Electric trikes make a lot of sense… here’s a platform that is stable and approachable (for riders with limited strength or mobility) but heavy and usually limited in terms of pedal ergonomics and gear options. Getting a little boost from an electric motor means that tricycles become more approachable and fun, hills are less daunting and the grocieries and supplies you might otherwise need to move with an automobile or help from a friend are within reach. My own Grandfather lives in a retirement community where seniors drive golf carts but those are much more expensive, heavy and smelly than an electric bicycle… and they usually drive on the street vs. sidewalks and bike paths. Someone in a golf cart was killed a block from his house this year at a stop sign and the incident turned into a hit and run with the car driver leaving the scene. Whether you’re old or young, bicycles are a fun way to get around and move your legs. Parking becomes easier and you don’t have to deal with licensing or insurance. There are a number of quality options on the market today but the IZIP E3 Go is one of my favorites because it uses a mid-motor. This pulls the same drivetrain chain you do and turns the rear right wheel. Some other products use hub motors positioned in the front wheel and they tend to get less traction and operate less efficiently because they don’t rely on the gears you do as a pedaler. You can literally shift gears on this trike and make it easier for yourself and the motor simultaneously! At $2,599 it’s not the most affordable thing and you don’t get reverse or a throttle (though you can pay $50 to have one added) but the basket is large and wide open, positioned lower on the frame thanks to smaller 20″ rear wheels. It’s a one-size-fits-all ebike but the seat height is adjustable and the mid-rise handlebars can swivel forward or back. In short, it gets the job done well after a bit of learning and can be dialed down to lower operating speeds by your dealer if so requested. Lights can also be added inline with the battery so you don’t have to use removable ones… and back to the safety story above, they would be well worth adding if you cycle at dusk or dawn.
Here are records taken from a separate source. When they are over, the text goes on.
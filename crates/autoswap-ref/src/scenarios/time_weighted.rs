//! Scenario 1: Time-weighted DCA
//!
//! An agent holding 1000 WETH carries one `TimeWeighted` rule with a 300
//! second cooldown. The engine swaps 10% of the WETH balance into USDC each
//! time the cooldown elapses, settling off-chain.
//!
//! Pipeline walk-through for the demo run:
//!   1. t=1: the rule was never executed, so 299s of cooldown remain; skipped
//!   2. t=301: the cooldown has elapsed; 100 WETH is swapped for 95 USDC
//!   3. t=301 again: the committed cooldown blocks a second dispatch
//!   4. t=601: the next window opens; 90 WETH is swapped for 85 USDC
//!   5. Execution history integrity verified at the end

use autoswap_contracts::{
    error::AutoswapResult,
    execution::ExecutionPath,
    rule::{RuleParams, RuleType},
};
use autoswap_core::traits::ExecutionRecorder;

use crate::{
    mock_data::{usdc, weth},
    scenarios::{print_history, ScenarioReport},
    World,
};

pub const COOLDOWN_SECS: u64 = 300;

/// Run Scenario 1: Time-weighted DCA.
pub async fn run_scenario() -> AutoswapResult<ScenarioReport> {
    println!("=== Scenario 1: Time-weighted DCA ===");
    println!();

    let mut report = ScenarioReport::new("time-weighted");
    let world = World::healthy()?;
    let evaluation = world.evaluation_loop();

    let agent_id = world.spawn_agent(1_000, &[RuleParams::new(RuleType::TimeWeighted, 0, 0, COOLDOWN_SECS)]).await?;
    println!("  Agent {agent_id}: 1000 WETH, TimeWeighted every {COOLDOWN_SECS}s, sizing 10% of balance");
    println!();

    // ── t=1: inside the first window ─────────────────────────────────────────

    let pass = evaluation.evaluate_pass().await?;
    println!("  t={:<4} dispatched={} (cooldown remaining 299s)", world.now(), pass.rules_dispatched);
    report.check("no dispatch at t=1", pass.rules_dispatched == 0);
    report.check("gate reports not ready at t=1", !world.chain.is_ready(agent_id, 0, world.now())?);

    // ── t=301: first window opens ────────────────────────────────────────────

    world.clock.set(1 + COOLDOWN_SECS);
    report.check("gate reports ready at t=301", world.chain.is_ready(agent_id, 0, world.now())?);
    let pass = evaluation.evaluate_pass().await?;
    let (weth_left, usdc_held) = (world.balance(agent_id, &weth())?, world.balance(agent_id, &usdc())?);
    println!(
        "  t={:<4} dispatched={} succeeded={}  WETH {} USDC {}",
        world.now(),
        pass.rules_dispatched,
        pass.succeeded,
        weth_left,
        usdc_held
    );
    report.check("one swap settled at t=301", pass.succeeded == 1);
    report.check("balances WETH 900 / USDC 95", weth_left == 900 && usdc_held == 95);
    report.check("gate reports not ready right after commit", !world.chain.is_ready(agent_id, 0, world.now())?);

    // ── t=301 again: same instant ────────────────────────────────────────────

    let pass = evaluation.evaluate_pass().await?;
    println!("  t={:<4} dispatched={} (cooldown just committed)", world.now(), pass.rules_dispatched);
    report.check("no second dispatch in the same window", pass.rules_dispatched == 0);

    // ── t=601: second window ─────────────────────────────────────────────────

    world.clock.advance(COOLDOWN_SECS);
    let pass = evaluation.evaluate_pass().await?;
    let (weth_left, usdc_held) = (world.balance(agent_id, &weth())?, world.balance(agent_id, &usdc())?);
    println!(
        "  t={:<4} dispatched={} succeeded={}  WETH {} USDC {}",
        world.now(),
        pass.rules_dispatched,
        pass.succeeded,
        weth_left,
        usdc_held
    );
    report.check("balances WETH 810 / USDC 180", weth_left == 810 && usdc_held == 180);

    let history = world.recorder.query(Some(agent_id), 10)?;
    report.check(
        "both swaps recorded off-chain",
        history.len() == 2
            && history.iter().all(|attempt| attempt.succeeded() && attempt.path == Some(ExecutionPath::OffChain)),
    );
    report.check("ledger solvent", world.ledger.check_all_solvency().is_ok());

    print_history(&mut report, &world);
    println!("  Scenario 1 complete.");
    println!();

    Ok(report)
}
Driving the bike is a 350 watt nominally rated mid-drive from TranzX. It’s not as fancy as Bosch, Yamaha or Brose but I don’t know of any trikes being sold with those systems… they just cost too much right now. The TranzX measures pedal cadence but not torque. This means that starting out you’ll need to get the trike moving all on your own, and it can be a lot of work if you’ve loaded the basket. It would be nice to have the boost button for moments like this but then again, the button only works if the trike is moving a couple miles per hour… so again, it’s up to you. The one redeeming factor here is the three-speed internally geared hub. You can shift down to the easiest gear even if the bike isn’t moving and that makes those first pedal strokes much easier. Once the motor is going, the trike has no problem and you hardly need push because all it’s measuring is pedal cadence. Let your legs stretch but keep them going to continue earning that motor assist.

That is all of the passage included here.